'''

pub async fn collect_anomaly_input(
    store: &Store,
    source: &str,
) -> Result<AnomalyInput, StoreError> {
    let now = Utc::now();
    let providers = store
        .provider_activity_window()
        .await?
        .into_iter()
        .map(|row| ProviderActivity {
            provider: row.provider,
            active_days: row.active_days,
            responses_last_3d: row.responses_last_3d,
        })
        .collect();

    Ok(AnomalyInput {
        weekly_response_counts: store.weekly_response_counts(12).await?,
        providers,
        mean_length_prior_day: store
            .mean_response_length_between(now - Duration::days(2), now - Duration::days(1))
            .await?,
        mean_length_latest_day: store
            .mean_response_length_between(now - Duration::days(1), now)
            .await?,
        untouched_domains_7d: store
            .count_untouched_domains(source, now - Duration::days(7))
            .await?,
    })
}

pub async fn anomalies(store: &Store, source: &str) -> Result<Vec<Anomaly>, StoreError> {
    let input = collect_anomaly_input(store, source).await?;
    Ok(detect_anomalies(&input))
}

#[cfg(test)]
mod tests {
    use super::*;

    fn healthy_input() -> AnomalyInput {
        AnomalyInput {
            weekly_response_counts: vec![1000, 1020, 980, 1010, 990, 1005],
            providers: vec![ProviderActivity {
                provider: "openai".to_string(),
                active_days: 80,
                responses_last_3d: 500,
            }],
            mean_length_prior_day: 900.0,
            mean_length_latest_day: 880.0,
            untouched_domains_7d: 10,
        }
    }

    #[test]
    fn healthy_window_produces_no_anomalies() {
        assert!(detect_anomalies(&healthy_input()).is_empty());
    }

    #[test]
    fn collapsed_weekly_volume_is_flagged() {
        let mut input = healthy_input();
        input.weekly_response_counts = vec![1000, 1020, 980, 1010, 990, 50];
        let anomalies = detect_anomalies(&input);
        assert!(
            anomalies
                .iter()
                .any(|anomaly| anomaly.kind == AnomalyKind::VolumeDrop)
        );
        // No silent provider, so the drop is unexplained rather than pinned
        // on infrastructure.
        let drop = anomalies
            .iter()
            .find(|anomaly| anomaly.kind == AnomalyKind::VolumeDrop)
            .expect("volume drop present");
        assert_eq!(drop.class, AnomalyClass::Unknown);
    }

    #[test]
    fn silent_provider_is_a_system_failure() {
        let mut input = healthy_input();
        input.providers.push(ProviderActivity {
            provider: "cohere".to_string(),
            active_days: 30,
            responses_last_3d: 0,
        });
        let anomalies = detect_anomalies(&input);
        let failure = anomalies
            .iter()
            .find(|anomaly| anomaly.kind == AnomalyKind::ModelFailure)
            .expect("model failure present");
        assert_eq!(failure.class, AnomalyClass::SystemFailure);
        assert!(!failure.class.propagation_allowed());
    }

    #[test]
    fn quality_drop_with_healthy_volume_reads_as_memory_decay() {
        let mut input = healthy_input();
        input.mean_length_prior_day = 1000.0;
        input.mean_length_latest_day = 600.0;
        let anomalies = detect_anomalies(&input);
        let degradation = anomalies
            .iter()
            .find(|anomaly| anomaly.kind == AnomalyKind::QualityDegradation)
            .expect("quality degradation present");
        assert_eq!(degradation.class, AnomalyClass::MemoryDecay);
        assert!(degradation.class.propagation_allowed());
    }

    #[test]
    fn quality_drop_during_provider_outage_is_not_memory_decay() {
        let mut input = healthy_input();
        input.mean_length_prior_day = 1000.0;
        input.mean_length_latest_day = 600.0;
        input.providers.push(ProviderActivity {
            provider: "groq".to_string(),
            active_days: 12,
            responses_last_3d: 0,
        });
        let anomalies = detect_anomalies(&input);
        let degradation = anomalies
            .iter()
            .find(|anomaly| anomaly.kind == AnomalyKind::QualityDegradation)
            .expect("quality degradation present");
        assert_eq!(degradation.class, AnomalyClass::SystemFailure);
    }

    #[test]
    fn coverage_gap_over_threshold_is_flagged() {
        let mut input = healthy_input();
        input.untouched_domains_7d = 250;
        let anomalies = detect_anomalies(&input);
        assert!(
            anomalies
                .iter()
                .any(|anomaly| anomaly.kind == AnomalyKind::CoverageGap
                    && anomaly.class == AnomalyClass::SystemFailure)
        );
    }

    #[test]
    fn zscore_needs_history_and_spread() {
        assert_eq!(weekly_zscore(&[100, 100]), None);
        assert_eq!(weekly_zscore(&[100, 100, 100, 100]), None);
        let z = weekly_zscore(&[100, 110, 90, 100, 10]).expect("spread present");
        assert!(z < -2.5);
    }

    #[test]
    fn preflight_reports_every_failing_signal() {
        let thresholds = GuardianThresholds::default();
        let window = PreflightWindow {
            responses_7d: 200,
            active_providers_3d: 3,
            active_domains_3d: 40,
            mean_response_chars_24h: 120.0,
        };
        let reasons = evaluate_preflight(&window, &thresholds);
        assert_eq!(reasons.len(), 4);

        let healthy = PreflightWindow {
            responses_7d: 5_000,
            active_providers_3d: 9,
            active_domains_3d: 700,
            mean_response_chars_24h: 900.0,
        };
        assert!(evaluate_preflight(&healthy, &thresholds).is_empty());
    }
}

'''
'''

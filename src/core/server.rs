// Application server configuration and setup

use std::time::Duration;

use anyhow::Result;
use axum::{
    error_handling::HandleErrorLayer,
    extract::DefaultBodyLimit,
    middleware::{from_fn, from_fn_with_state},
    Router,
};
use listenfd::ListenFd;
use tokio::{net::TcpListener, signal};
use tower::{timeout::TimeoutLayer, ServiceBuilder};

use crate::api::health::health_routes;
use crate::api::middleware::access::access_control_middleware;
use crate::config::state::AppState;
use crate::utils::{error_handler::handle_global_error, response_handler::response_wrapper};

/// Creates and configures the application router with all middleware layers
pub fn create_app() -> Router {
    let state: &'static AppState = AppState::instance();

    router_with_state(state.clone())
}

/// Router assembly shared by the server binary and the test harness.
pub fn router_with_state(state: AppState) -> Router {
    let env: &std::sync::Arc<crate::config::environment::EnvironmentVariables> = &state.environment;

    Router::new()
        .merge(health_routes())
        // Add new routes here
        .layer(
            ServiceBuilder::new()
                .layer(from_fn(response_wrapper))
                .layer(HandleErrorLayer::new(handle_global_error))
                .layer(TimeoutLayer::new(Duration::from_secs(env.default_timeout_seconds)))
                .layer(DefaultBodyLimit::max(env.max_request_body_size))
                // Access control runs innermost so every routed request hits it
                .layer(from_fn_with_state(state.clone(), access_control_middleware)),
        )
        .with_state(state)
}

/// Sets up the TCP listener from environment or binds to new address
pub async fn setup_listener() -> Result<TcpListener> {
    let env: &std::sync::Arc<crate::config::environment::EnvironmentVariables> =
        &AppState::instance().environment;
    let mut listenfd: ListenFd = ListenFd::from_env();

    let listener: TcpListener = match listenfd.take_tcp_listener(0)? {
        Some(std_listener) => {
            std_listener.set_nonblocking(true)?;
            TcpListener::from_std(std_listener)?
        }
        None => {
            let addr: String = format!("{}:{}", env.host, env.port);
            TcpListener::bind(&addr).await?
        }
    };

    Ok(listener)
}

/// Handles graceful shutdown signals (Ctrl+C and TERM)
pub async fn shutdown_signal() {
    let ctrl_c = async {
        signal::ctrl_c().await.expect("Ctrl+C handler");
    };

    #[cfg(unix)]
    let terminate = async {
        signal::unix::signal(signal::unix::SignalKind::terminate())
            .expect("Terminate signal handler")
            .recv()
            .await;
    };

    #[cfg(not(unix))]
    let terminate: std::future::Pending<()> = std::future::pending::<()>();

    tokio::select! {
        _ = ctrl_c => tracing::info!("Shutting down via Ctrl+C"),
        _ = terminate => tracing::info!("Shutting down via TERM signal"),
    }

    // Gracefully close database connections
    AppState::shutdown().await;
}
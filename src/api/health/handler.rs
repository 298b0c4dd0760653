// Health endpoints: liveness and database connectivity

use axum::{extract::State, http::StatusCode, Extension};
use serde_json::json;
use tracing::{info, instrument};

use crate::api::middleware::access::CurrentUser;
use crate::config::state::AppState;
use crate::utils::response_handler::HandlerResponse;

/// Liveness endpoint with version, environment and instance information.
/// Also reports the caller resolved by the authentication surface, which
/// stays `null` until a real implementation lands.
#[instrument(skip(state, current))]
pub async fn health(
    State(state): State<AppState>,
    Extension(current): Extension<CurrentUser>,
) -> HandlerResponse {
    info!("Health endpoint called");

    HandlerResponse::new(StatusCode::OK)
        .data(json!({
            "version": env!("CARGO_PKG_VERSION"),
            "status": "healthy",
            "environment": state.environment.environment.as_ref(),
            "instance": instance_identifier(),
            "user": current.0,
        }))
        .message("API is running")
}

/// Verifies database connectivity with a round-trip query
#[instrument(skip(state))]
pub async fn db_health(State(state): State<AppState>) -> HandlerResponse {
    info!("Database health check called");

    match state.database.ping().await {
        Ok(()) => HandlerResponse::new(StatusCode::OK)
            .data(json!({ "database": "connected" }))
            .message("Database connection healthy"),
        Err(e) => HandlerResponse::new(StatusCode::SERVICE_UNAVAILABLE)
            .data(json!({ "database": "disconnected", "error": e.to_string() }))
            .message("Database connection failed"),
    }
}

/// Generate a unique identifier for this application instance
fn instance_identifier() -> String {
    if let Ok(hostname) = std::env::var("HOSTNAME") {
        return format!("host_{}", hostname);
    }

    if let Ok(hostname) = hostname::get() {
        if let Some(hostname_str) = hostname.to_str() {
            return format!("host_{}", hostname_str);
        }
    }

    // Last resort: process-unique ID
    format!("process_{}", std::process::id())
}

'''

### Problem
From the data, collect all lines where the string "utils" appears.

### Exercise solution
use crate::utils::{error_handler::handle_global_error, response_handler::response_wrapper};
use crate::utils::response_handler::HandlerResponse;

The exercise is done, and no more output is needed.